Probably the most common investment made by the older generation, this type of bond is issued by the government as a security for you as an investor for loaning the government money. The term is anywhere in between a year all the way to 30 years.
Because you are dealing with the state, it is considered as a virtually no-risk investment but also because of that, interest rates are also relatively lower compared to other investment options. This results in a portfolio that has low volatility.
This investment type is for people who are risk-averse and do not want to take chances on their money. If your portfolio consists of 100% government bonds, you will likely have to work for longer before reaching any financial goals you have for retirement.
Corporate bonds are bonds issued by corporations—from small family-owned businesses to large multinational corporations—to raise money to fund operations or to provide capital for expansion.
Corporate bonds are securities that represent a claim on a company’s assets and earnings. The buyer of a corporate bond is essentially lending money to the company, and the company agrees to pay interest to stockholders in the form of dividends.
Investors seeking fixed-income security with a greater prospective yield than government bonds are willing to take on a little more risk in exchange. The larger the risk of a corporation going out of business, the higher the yield on corporate bonds. Bonds issued by large, reliable firms, on the other hand, often have a lower yield.
Many people use mutual funds to build a steady income stream by investing in a variety of investments, including stocks, bonds, real estate, and businesses. Mutual funds are pools of money invested by individual investors to buy stakes in a portfolio of stocks or other securities.
An individual investor may invest in an entire fund or may buy individual stocks or bonds. Funds are managed by professional investment managers who examine every holding in the fund and decide whether to buy it and how much to buy.
The fund’s portfolio is then rebalanced periodically to keep it in line with the original goals so that it does not lose money. This is great for someone who has long-term savings goals and who does not have the time to personally manage their own portfolio.
Stocks are proof of part ownership in a company. Stocks provide the highest possible return on investment while also exposing your money to the most risk. You should not be disheartened or intimidated by the risk that stocks come with. When done right, stock investment can be very profitable.

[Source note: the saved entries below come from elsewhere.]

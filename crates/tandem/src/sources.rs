//! Source sets walked in lock-step.
//!
//! A source set is a tuple of 1 to 16 `IntoIterator`s. Acquiring a set turns every source into its cursor; advancing the cursor set
//! pulls one element from each cursor in source order and stops at the first
//! exhausted one.

/// Largest number of sources a single lock-step loop accepts.
pub const MAX_ARITY: usize = 16;

pub trait Sources {
    /// The step tuple: one element per source.
    type Item;
    type Cursors: Cursors<Item = Self::Item>;

    fn arity(&self) -> usize;

    /// Creates one cursor per source.
    fn acquire(self) -> Self::Cursors;
}

pub trait Cursors {
    type Item;

    /// Advances every cursor by one position, or returns `None` as soon as one
    /// of them is exhausted. Cursors after the exhausted one are left untouched.
    fn advance(&mut self) -> Option<Self::Item>;

    fn size_hint(&self) -> (usize, Option<usize>);
}

/// A source set whose members may individually be absent.
pub trait MaybeSources {
    type Sources: Sources;

    /// `None` if any member is absent.
    fn present(self) -> Option<Self::Sources>;
}

/// The step tuple produced by a possibly-absent source set.
pub type StepItem<M> = <<M as MaybeSources>::Sources as Sources>::Item;

fn min_hint(a: (usize, Option<usize>), b: (usize, Option<usize>)) -> (usize, Option<usize>) {
    let hi = match (a.1, b.1) {
        (Some(x), Some(y)) => Some(x.min(y)),
        (Some(x), None) | (None, Some(x)) => Some(x),
        (None, None) => None,
    };
    (a.0.min(b.0), hi)
}

macro_rules! lockstep_tuple {
    ( $arity:literal; $( $S:ident $n:tt ),+ ) => {
        impl<$($S),+> Sources for ($($S,)+)
        where
            $( $S: IntoIterator ),+
        {
            type Item = ($(<$S as IntoIterator>::Item,)+);
            type Cursors = ($(<$S as IntoIterator>::IntoIter,)+);

            fn arity(&self) -> usize {
                $arity
            }

            fn acquire(self) -> Self::Cursors {
                ($(self.$n.into_iter(),)+)
            }
        }

        impl<$($S),+> Cursors for ($($S,)+)
        where
            $( $S: Iterator ),+
        {
            type Item = ($(<$S as Iterator>::Item,)+);

            #[inline]
            fn advance(&mut self) -> Option<Self::Item> {
                Some(($(self.$n.next()?,)+))
            }

            fn size_hint(&self) -> (usize, Option<usize>) {
                let hint = (usize::MAX, None);
                $( let hint = min_hint(hint, self.$n.size_hint()); )+
                hint
            }
        }

        impl<$($S),+> MaybeSources for ($(Option<$S>,)+)
        where
            $( $S: IntoIterator ),+
        {
            type Sources = ($($S,)+);

            fn present(self) -> Option<Self::Sources> {
                Some(($(self.$n?,)+))
            }
        }
    };
}

lockstep_tuple!(1; A 0);
lockstep_tuple!(2; A 0, B 1);
lockstep_tuple!(3; A 0, B 1, C 2);
lockstep_tuple!(4; A 0, B 1, C 2, D 3);
lockstep_tuple!(5; A 0, B 1, C 2, D 3, E 4);
lockstep_tuple!(6; A 0, B 1, C 2, D 3, E 4, F 5);
lockstep_tuple!(7; A 0, B 1, C 2, D 3, E 4, F 5, G 6);
lockstep_tuple!(8; A 0, B 1, C 2, D 3, E 4, F 5, G 6, H 7);
lockstep_tuple!(9; A 0, B 1, C 2, D 3, E 4, F 5, G 6, H 7, I 8);
lockstep_tuple!(10; A 0, B 1, C 2, D 3, E 4, F 5, G 6, H 7, I 8, J 9);
lockstep_tuple!(11; A 0, B 1, C 2, D 3, E 4, F 5, G 6, H 7, I 8, J 9, K 10);
lockstep_tuple!(12; A 0, B 1, C 2, D 3, E 4, F 5, G 6, H 7, I 8, J 9, K 10, L 11);
lockstep_tuple!(13; A 0, B 1, C 2, D 3, E 4, F 5, G 6, H 7, I 8, J 9, K 10, L 11, M 12);
lockstep_tuple!(14; A 0, B 1, C 2, D 3, E 4, F 5, G 6, H 7, I 8, J 9, K 10, L 11, M 12, N 13);
lockstep_tuple!(15; A 0, B 1, C 2, D 3, E 4, F 5, G 6, H 7, I 8, J 9, K 10, L 11, M 12, N 13, O 14);
lockstep_tuple!(16; A 0, B 1, C 2, D 3, E 4, F 5, G 6, H 7, I 8, J 9, K 10, L 11, M 12, N 13, O 14, P 15);

#[cfg(test)]
mod tests {
    use super::*;

    #[test]
    fn tuple_advance_stops_at_first_exhausted_cursor() {
        let mut cursors = (vec![1, 2, 3], vec!['a'], vec![true, false]).acquire();
        assert_eq!(cursors.advance(), Some((1, 'a', true)));
        assert_eq!(cursors.advance(), None);
        // The first cursor moved on the failing attempt, the third did not.
        assert_eq!(cursors.0.next(), Some(3));
        assert_eq!(cursors.2.next(), Some(false));
    }

    #[test]
    fn tuple_size_hint_is_the_minimum() {
        let cursors = (0..10, 0..4, std::iter::repeat(1)).acquire();
        assert_eq!(cursors.size_hint(), (4, Some(4)));

        let unbounded = (std::iter::repeat(1),).acquire();
        assert_eq!(unbounded.size_hint(), (usize::MAX, None));
    }

    #[test]
    fn tuple_arity_matches_member_count() {
        assert_eq!((vec![1],).arity(), 1);
        let sixteen = (
            0..1, 0..1, 0..1, 0..1, 0..1, 0..1, 0..1, 0..1,
            0..1, 0..1, 0..1, 0..1, 0..1, 0..1, 0..1, 0..1,
        );
        assert_eq!(sixteen.arity(), MAX_ARITY);
    }

    #[test]
    fn presence_requires_every_member() {
        assert_eq!(
            (Some(vec![1]), Some(vec![2])).present(),
            Some((vec![1], vec![2]))
        );
        assert_eq!((Some(vec![1]), None::<Vec<i32>>).present(), None);
        // Empty is not absent.
        assert_eq!(
            (Some(Vec::<i32>::new()),).present(),
            Some((Vec::<i32>::new(),))
        );
    }
}
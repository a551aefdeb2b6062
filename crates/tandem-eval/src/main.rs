use std::path::{Path, PathBuf};
use std::process::ExitCode;

use anyhow::{Context, Result};
use clap::{Args, Parser, Subcommand};
use serde::Serialize;
use tandem_eval::config::{resolve_fuel, DEFAULT_LOG_FILTER, ENV_LOG};
use tandem_eval::{run_plan, Plan, PlanSummary, RunOptions};
use tracing_subscriber::EnvFilter;

#[derive(Parser, Debug)]
#[command(name = "tandem")]
#[command(about = "Run lock-step loop plans and report what they yield.", long_about = None)]
struct Cli {
    #[command(subcommand)]
    command: Command,
}

#[derive(Subcommand, Debug)]
enum Command {
    /// Run a plan and print a report.
    Run(RunArgs),
    /// Validate a plan without running it.
    Check(CheckArgs),
}

#[derive(Args, Debug)]
struct RunArgs {
    #[arg(long, value_name = "PATH")]
    plan: PathBuf,

    /// Poll budget for filter_map loops (overrides the plan and TANDEM_FUEL).
    #[arg(long, value_name = "N")]
    fuel: Option<u64>,

    /// Stop after N outputs (overrides the plan).
    #[arg(long, value_name = "N")]
    limit: Option<u64>,
}

#[derive(Args, Debug)]
struct CheckArgs {
    #[arg(long, value_name = "PATH")]
    plan: PathBuf,
}

fn main() -> ExitCode {
    init_tracing();
    match try_main() {
        Ok(code) => code,
        Err(err) => {
            eprintln!("{err:#}");
            ExitCode::from(2)
        }
    }
}

fn init_tracing() {
    let filter = EnvFilter::try_from_env(ENV_LOG)
        .or_else(|_| EnvFilter::try_new(DEFAULT_LOG_FILTER))
        .unwrap_or_else(|_| EnvFilter::new("warn"));
    let _ = tracing_subscriber::fmt()
        .with_env_filter(filter)
        .with_writer(std::io::stderr)
        .try_init();
}

fn try_main() -> Result<ExitCode> {
    let cli = Cli::parse();
    match cli.command {
        Command::Run(args) => cmd_run(args),
        Command::Check(args) => cmd_check(args),
    }
}

fn load_plan(path: &Path) -> Result<Plan> {
    let bytes = std::fs::read(path).with_context(|| format!("read plan: {}", path.display()))?;
    Plan::from_json_bytes(&bytes).with_context(|| format!("load plan: {}", path.display()))
}

fn print_json<T: Serialize>(v: &T) -> Result<()> {
    let out = serde_json::to_string(v).context("serialize output")?;
    println!("{out}");
    Ok(())
}

fn cmd_run(args: RunArgs) -> Result<ExitCode> {
    let plan = load_plan(&args.plan)?;
    let opts = RunOptions {
        fuel: resolve_fuel(args.fuel, plan.fuel),
        limit: args.limit,
    };
    let report = run_plan(&plan, &opts);
    print_json(&report)?;
    Ok(if report.ok {
        ExitCode::SUCCESS
    } else {
        ExitCode::from(1)
    })
}

fn cmd_check(args: CheckArgs) -> Result<ExitCode> {
    let plan = load_plan(&args.plan)?;
    print_json(&PlanSummary::new(&plan))?;
    Ok(ExitCode::SUCCESS)
}
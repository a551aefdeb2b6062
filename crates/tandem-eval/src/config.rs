pub const ENV_FUEL: &str = "TANDEM_FUEL";
pub const ENV_LOG: &str = "TANDEM_LOG";
pub const DEFAULT_LOG_FILTER: &str = "warn";

pub fn env_u64_nonzero(name: &str) -> Option<u64> {
    std::env::var(name).ok().as_deref().and_then(parse_u64_nonzero)
}

fn parse_u64_nonzero(v: &str) -> Option<u64> {
    v.trim().parse::<u64>().ok().filter(|&v| v != 0)
}

/// Fuel budget: command line, then plan, then `TANDEM_FUEL`. `None` means
/// unlimited.
pub fn resolve_fuel(cli: Option<u64>, plan: Option<u64>) -> Option<u64> {
    cli.or(plan).or_else(|| env_u64_nonzero(ENV_FUEL))
}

Stocks offer great diversification in your portfolio. Although stocks can give you high returns, experts typically advise that stocks should only make up 10% of your portfolio because of their high volatility.
These comprise cryptocurrency, gold and silver, and private equity. These rose to popularity after the great depression when investors saw their portfolios take a hit due to the economic crisis.

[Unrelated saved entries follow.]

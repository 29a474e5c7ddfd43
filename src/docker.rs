//! Typed wrappers over the container build backend.
//!
//! Every docker invocation the pipeline issues goes through [`Docker`], which
//! carries the run-wide `--network=host` setting. [`ImageBuild`] assembles
//! `docker build` argument lists as a pure value so the composition is
//! testable without a daemon.

use anyhow::{Context, Result};
use std::path::{Path, PathBuf};

use crate::process::Cmd;

/// Container build backend handle.
#[derive(Debug, Clone)]
pub struct Docker {
    /// Pass `--network=host` to every build.
    pub network_host: bool,
}

/// One `docker build` invocation.
#[derive(Debug, Clone)]
pub struct ImageBuild {
    pub dockerfile: PathBuf,
    pub tag: String,
    pub context: PathBuf,
    /// Container platform id (`linux/arm64`), when the build is pinned.
    pub platform: Option<String>,
    pub build_args: Vec<(String, String)>,
    pub labels: Vec<(String, String)>,
}

impl ImageBuild {
    pub fn new(dockerfile: impl Into<PathBuf>, tag: impl Into<String>, context: impl Into<PathBuf>) -> Self {
        Self {
            dockerfile: dockerfile.into(),
            tag: tag.into(),
            context: context.into(),
            platform: None,
            build_args: Vec::new(),
            labels: Vec::new(),
        }
    }

    pub fn platform(mut self, platform: impl Into<String>) -> Self {
        self.platform = Some(platform.into());
        self
    }

    pub fn build_arg(mut self, key: impl Into<String>, value: impl Into<String>) -> Self {
        self.build_args.push((key.into(), value.into()));
        self
    }

    pub fn label(mut self, key: impl Into<String>, value: impl Into<String>) -> Self {
        self.labels.push((key.into(), value.into()));
        self
    }

    /// Argument list after `docker build`, in invocation order.
    pub fn to_args(&self, network_host: bool) -> Vec<String> {
        let mut args = Vec::new();
        if network_host {
            args.push("--network=host".to_string());
        }
        if let Some(platform) = &self.platform {
            args.push("--platform".to_string());
            args.push(platform.clone());
        }
        for (key, value) in &self.build_args {
            args.push("--build-arg".to_string());
            args.push(format!("{}={}", key, value));
        }
        for (key, value) in &self.labels {
            args.push("--label".to_string());
            args.push(format!("{}={}", key, value));
        }
        args.push("-f".to_string());
        args.push(self.dockerfile.display().to_string());
        args.push("-t".to_string());
        args.push(self.tag.clone());
        args.push(self.context.display().to_string());
        args
    }
}

impl Docker {
    pub fn new(network_host: bool) -> Self {
        Self { network_host }
    }

    /// Build an image, streaming backend output to the terminal.
    pub fn build(&self, build: &ImageBuild) -> Result<()> {
        Cmd::new("docker")
            .arg("build")
            .args(build.to_args(self.network_host))
            .run_streamed()
            .with_context(|| format!("docker build failed for {}", build.tag))
    }

    /// Create a stopped container from an image, returning its id.
    pub fn create(&self, image: &str) -> Result<String> {
        let out = Cmd::new("docker")
            .args(["create", image])
            .run()
            .with_context(|| format!("docker create failed for {}", image))?;
        Ok(out.stdout_trimmed())
    }

    /// Copy a path out of (or into) a container.
    pub fn cp(&self, from: &str, to: &str) -> Result<()> {
        Cmd::new("docker").args(["cp", from, to]).run()?;
        Ok(())
    }

    /// Remove a container.
    pub fn rm(&self, container: &str) -> Result<()> {
        Cmd::new("docker").args(["rm", container]).run()?;
        Ok(())
    }

    /// Run a command in an ephemeral container and capture stdout.
    pub fn run_capture(&self, image: &str, mounts: &[(&Path, &str)], cmd: &[&str]) -> Result<String> {
        let mut invocation = Cmd::new("docker").args(["run", "--rm"]);
        for (host, guest) in mounts {
            invocation = invocation
                .arg("-v")
                .arg(format!("{}:{}", host.display(), guest));
        }
        let out = invocation
            .arg(image)
            .args(cmd.iter().copied())
            .run()
            .with_context(|| format!("docker run failed for {}", image))?;
        Ok(out.stdout)
    }

    /// Tag an image under an additional name.
    pub fn tag(&self, source: &str, target: &str) -> Result<()> {
        Cmd::new("docker").args(["tag", source, target]).run()?;
        Ok(())
    }

    /// Push an image to its registry.
    pub fn push(&self, image: &str) -> Result<()> {
        Cmd::new("docker")
            .args(["push", image])
            .run_streamed()
            .with_context(|| format!("docker push failed for {}", image))
    }

    /// Local image ids matching a repository[:tag] pattern.
    pub fn image_ids(&self, pattern: &str) -> Result<Vec<String>> {
        let out = Cmd::new("docker").args(["images", "-q", pattern]).run()?;
        Ok(out
            .stdout
            .lines()
            .map(str::trim)
            .filter(|l| !l.is_empty())
            .map(String::from)
            .collect())
    }

    /// Force-remove an image by id or name. Failure is not fatal.
    pub fn rmi(&self, image: &str) -> Result<()> {
        Cmd::new("docker")
            .args(["rmi", "-f", image])
            .allow_fail()
            .run()?;
        Ok(())
    }

    /// Total image size in bytes.
    pub fn inspect_size(&self, image: &str) -> Result<u64> {
        let out = Cmd::new("docker")
            .args(["inspect", "--format", "{{.Size}}", image])
            .run()
            .with_context(|| format!("docker inspect failed for {}", image))?;
        out.stdout_trimmed()
            .parse()
            .with_context(|| format!("unparseable image size for {}", image))
    }

    /// Layer history as (human size, creating step) pairs.
    pub fn history(&self, image: &str) -> Result<Vec<(String, String)>> {
        let out = Cmd::new("docker")
            .args([
                "history",
                "--no-trunc",
                "--format",
                "{{.Size}}\t{{.CreatedBy}}",
                image,
            ])
            .run()
            .with_context(|| format!("docker history failed for {}", image))?;
        Ok(out
            .stdout
            .lines()
            .filter_map(|line| {
                let (size, created_by) = line.split_once('\t')?;
                Some((size.to_string(), created_by.to_string()))
            })
            .collect())
    }

    /// Merge already-pushed per-platform images into one manifest reference.
    pub fn imagetools_create(&self, manifest: &str, images: &[String]) -> Result<()> {
        Cmd::new("docker")
            .args(["buildx", "imagetools", "create", "-t", manifest])
            .args(images.iter().cloned())
            .run_streamed()
            .with_context(|| format!("imagetools create failed for {}", manifest))
    }
}

#[cfg(test)]
mod tests {
    use super::*;

    #[test]
    fn test_build_args_minimal() {
        let build = ImageBuild::new("docker/Dockerfile.target", "forge/client:abc", "/tmp/ctx");
        let args = build.to_args(false);
        assert_eq!(
            args,
            vec!["-f", "docker/Dockerfile.target", "-t", "forge/client:abc", "/tmp/ctx"]
        );
    }

    #[test]
    fn test_build_args_full() {
        let build = ImageBuild::new("f", "t", "ctx")
            .platform("linux/arm64")
            .build_arg("BUILDER_IMAGE", "forge-builder:aarch64")
            .label("org.opencontainers.image.source", "https://example.org");
        let args = build.to_args(true);
        assert_eq!(args[0], "--network=host");
        assert_eq!(&args[1..3], &["--platform", "linux/arm64"]);
        assert!(args.contains(&"BUILDER_IMAGE=forge-builder:aarch64".to_string()));
        assert!(args.contains(&"org.opencontainers.image.source=https://example.org".to_string()));
    }

    #[test]
    fn test_network_host_omitted() {
        let build = ImageBuild::new("f", "t", "ctx");
        assert!(!build.to_args(false).contains(&"--network=host".to_string()));
    }
}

These are for investors who want to try new things and are willing to dive into different ways of making money. Cryptocurrency has the highest volatility in all of the investments mentioned above.
Buying a property and then selling it for a profit is traditional real estate investing, as is owning a property and collecting rent as a type of fixed income. However, there are a number of other, much less hands-on ways to invest in real estate.
Real estate investment trusts, or REITs, are one popular method. These are businesses that possess income-producing properties and payout dividends on a regular basis.
These are ideal for investors who already have a well-diversified portfolio and want to diversify it more, or who are willing to take on greater risk in order to achieve higher returns.